O que dizer então da forma como acabou, por ora, a tragicomédia do banqueiro anarquista? Uma coisa é certa: melhor do que alguém poderia imaginar ainda há muito pouco tempo. É exacto que muito foi escondido pelos reguladores, nomeadamente tudo o que ocorreu entre a demissão de Salgado e o fim-de-semana em que o BES foi dividido em “bad bank” e “good bank”. Isso ter-nos-á custado no mínimo 3.000 milhões de euros, como se Portugal precisasse disso. Em compensação, foram muito significativas as contrapartidas políticas que o governo tem dado, aparentemente com o apoio do BCE e da Comissão Europeia, para os brutais custos económicos desta operação inédita, que nada tem que ver com a forma obscena como foram nacionalizadas as perdas e privatizados os ganhos do BPN.

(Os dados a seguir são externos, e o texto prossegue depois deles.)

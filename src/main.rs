//! crawl-history main entry point
//!
//! Command-line access to persisted crawl history: record counts and the
//! failed requests a spider would retry on its next run.

use anyhow::Context;
use clap::{Parser, Subcommand};
use crawl_history::config::{load_config, Config};
use crawl_history::{HistoryTracker, Provider};
use std::io::{self, Write};
use std::path::PathBuf;
use tracing_subscriber::EnvFilter;

/// crawl-history: inspect success/failure history of a crawler
#[derive(Parser, Debug)]
#[command(name = "crawl-history")]
#[command(version = "1.0.0")]
#[command(about = "Inspect persisted crawl history", long_about = None)]
struct Cli {
    /// Path to TOML configuration file
    #[arg(value_name = "CONFIG")]
    config: PathBuf,

    /// Increase logging verbosity (-v, -vv, -vvv)
    #[arg(short, long, action = clap::ArgAction::Count, global = true)]
    verbose: u8,

    /// Suppress non-error output
    #[arg(short, long, conflicts_with = "verbose", global = true)]
    quiet: bool,

    /// Backend to read from instead of the configured one ("mgo", "mysql", "file")
    #[arg(long, global = true)]
    provider: Option<String>,

    #[command(subcommand)]
    command: Command,
}

#[derive(Subcommand, Debug)]
enum Command {
    /// Show success and failure counts
    Stats,

    /// Print the failed requests of a spider as JSON lines
    Pull {
        /// Spider whose failures to list
        #[arg(value_name = "SPIDER")]
        spider: String,
    },
}

fn main() -> anyhow::Result<()> {
    let cli = Cli::parse();

    setup_logging(cli.verbose, cli.quiet);

    tracing::info!("Loading configuration from: {}", cli.config.display());
    let config = load_config(&cli.config)
        .with_context(|| format!("failed to load {}", cli.config.display()))?;

    let provider = cli
        .provider
        .as_deref()
        .map(Provider::from_name)
        .unwrap_or(config.history.provider);

    let tracker = HistoryTracker::new(&config).context("failed to open history backends")?;

    let mut out = io::stdout().lock();
    match cli.command {
        Command::Stats => handle_stats(&mut out, &config, &tracker, provider),
        Command::Pull { spider } => handle_pull(&mut out, &tracker, provider, &spider),
    }
}

/// Sets up the logging/tracing subscriber based on verbosity level
fn setup_logging(verbose: u8, quiet: bool) {
    let filter = if quiet {
        EnvFilter::new("error")
    } else {
        match verbose {
            0 => EnvFilter::new("crawl_history=info,warn"),
            1 => EnvFilter::new("crawl_history=debug,info"),
            2 => EnvFilter::new("crawl_history=trace,debug"),
            _ => EnvFilter::new("trace"),
        }
    };

    tracing_subscriber::fmt()
        .with_env_filter(filter)
        .with_target(false)
        .with_thread_ids(false)
        .with_file(false)
        .init();
}

/// Handles `stats`: loads both histories and prints their counts
fn handle_stats<W: Write>(
    out: &mut W,
    config: &Config,
    tracker: &HistoryTracker,
    provider: Provider,
) -> anyhow::Result<()> {
    tracker.read_success(provider, true);
    tracker.read_failure(provider, true);
    let stats = tracker.stats();

    writeln!(out, "=== Crawl History ===\n")?;
    writeln!(out, "Provider: {}", provider)?;
    if provider == Provider::File {
        writeln!(out, "  Success file: {}", config.history.success_file().display())?;
        writeln!(out, "  Failure file: {}", config.history.failure_file().display())?;
    }

    writeln!(out, "\nSucceeded requests: {}", stats.successes)?;
    writeln!(out, "Failed requests: {}", stats.total_failures())?;
    for (spider, count) in &stats.failures {
        writeln!(out, "  - {}: {}", spider, count)?;
    }

    Ok(())
}

/// Handles `pull`: prints the spider's previously failed requests
fn handle_pull<W: Write>(
    out: &mut W,
    tracker: &HistoryTracker,
    provider: Provider,
    spider: &str,
) -> anyhow::Result<()> {
    tracker.read_failure(provider, true);

    let requests = tracker.pull_failure(spider);
    tracing::info!("{} failed requests for spider {}", requests.len(), spider);

    for request in &requests {
        writeln!(out, "{}", serde_json::to_string(request)?)?;
    }

    Ok(())
}

#[cfg(test)]
mod tests {
    use super::*;
    use crawl_history::config::parse_config;
    use crawl_history::Request;
    use tempfile::TempDir;

    fn test_config(dir: &TempDir) -> Config {
        let toml = format!(
            "[history]\ncache-dir = \"{}\"\nfile-name = \"history\"\n",
            dir.path().display()
        );
        parse_config(&toml).unwrap()
    }

    fn seed(config: &Config) {
        let writer = HistoryTracker::new(config).unwrap();
        writer.upsert_success(&Request::new("news", "https://example.com/ok"));
        writer.upsert_failure(&Request::new("news", "https://example.com/a"));
        writer.upsert_failure(&Request::new("blogs", "https://example.com/b"));
        writer.flush_success(Provider::File);
        writer.flush_failure(Provider::File);
    }

    #[test]
    fn test_stats_output() {
        let dir = TempDir::new().unwrap();
        let config = test_config(&dir);
        seed(&config);

        let tracker = HistoryTracker::new(&config).unwrap();
        let mut out = Vec::new();
        handle_stats(&mut out, &config, &tracker, Provider::File).unwrap();
        let text = String::from_utf8(out).unwrap();

        assert!(text.contains("Provider: file"));
        assert!(text.contains("Succeeded requests: 1"));
        assert!(text.contains("Failed requests: 2"));
        assert!(text.contains("  - blogs: 1"));
        assert!(text.contains("  - news: 1"));
    }

    #[test]
    fn test_pull_prints_json_lines() {
        let dir = TempDir::new().unwrap();
        let config = test_config(&dir);
        seed(&config);

        let tracker = HistoryTracker::new(&config).unwrap();
        let mut out = Vec::new();
        handle_pull(&mut out, &tracker, Provider::File, "news").unwrap();
        let text = String::from_utf8(out).unwrap();

        let pulled: Vec<Request> = text
            .lines()
            .map(|line| serde_json::from_str(line).unwrap())
            .collect();
        assert_eq!(pulled, vec![Request::new("news", "https://example.com/a")]);
    }

    #[test]
    fn test_pull_unknown_spider_prints_nothing() {
        let dir = TempDir::new().unwrap();
        let config = test_config(&dir);
        seed(&config);

        let tracker = HistoryTracker::new(&config).unwrap();
        let mut out = Vec::new();
        handle_pull(&mut out, &tracker, Provider::File, "nobody").unwrap();

        assert!(out.is_empty());
    }
}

A ideia de que os depositantes foram salvos de vez – ainda que venha a revelar-se em parte falsa – é uma ideia duplamente nova. Primeiro, as perdas não foram estatizadas nem os ganhos entregues aos responsáveis pela catástrofe. Em suma, o Estado só assumiu a sua responsabilidade pela defesa dos depositantes, mas não dos accionistas. Em segundo lugar, o governo enviou um sinal político claríssimo de que a sua função não é substituir-se à iniciativa privada quando as coisas correm mal. É possível que muitas pessoas ainda não tenham percebido isso, mas a mensagem não tem duas interpretações. Na medida em que esta aposta governamental se confirme, desde que seja visível e entendida, isso não só dará dividendos eleitorais ao governo como, sobretudo, sustentará a orientação do país à desestatização e à redução do peso tentacular do Estado – na prática, a ditadura dos sucessivos governos – sobre a nossa vida social.
De resto, num país pequeno pertencente à mais vasta comunidade monetária do mundo com o mais amplo “estado social” existente à face da terra, mas sem escapatória à crescente pressão da globalização por países gigantescos que pouco ou nada têm de democráticos, ou seja, num país como Portugal, onde o Estado controlava directamente 53% do PIB, não havia, depois da grande recessão iniciada em 2007, outra alternativa se não reduzir e reduzir o peso do governo na sociedade. Com os custos que temos pago pelo ajustamento, abriu-se em compensação a possibilidade de, no fim do túnel, a sociedade portuguesa conseguir utilizar melhor os seus recursos, enquanto membro da UE e da Zona Euro, no sentido de manter as suas aspirações sociais e equilibrar as suas contas públicas e privadas.
Não vou dizer que há males que vêm por bem. Nem pensar. Mas verifico de passagem que personagens como Mota Pinto, que era para ser nomeado para o BES o não foi, e como Granadeiro, que queria ficar na PT não ficou. Entretanto, os antigos “DDTs” desvaneceram-se do nosso horizonte. São migalhas perante o que nos custaram, mas ficam para memória futura e é disto que é feito o quotidiano da sociedade. Não é uma fábula, como a de Pessoa, mas pode ter sido um conto moral acerca da promiscuidade entre o dinheiro e a política que nos sirva de exemplo!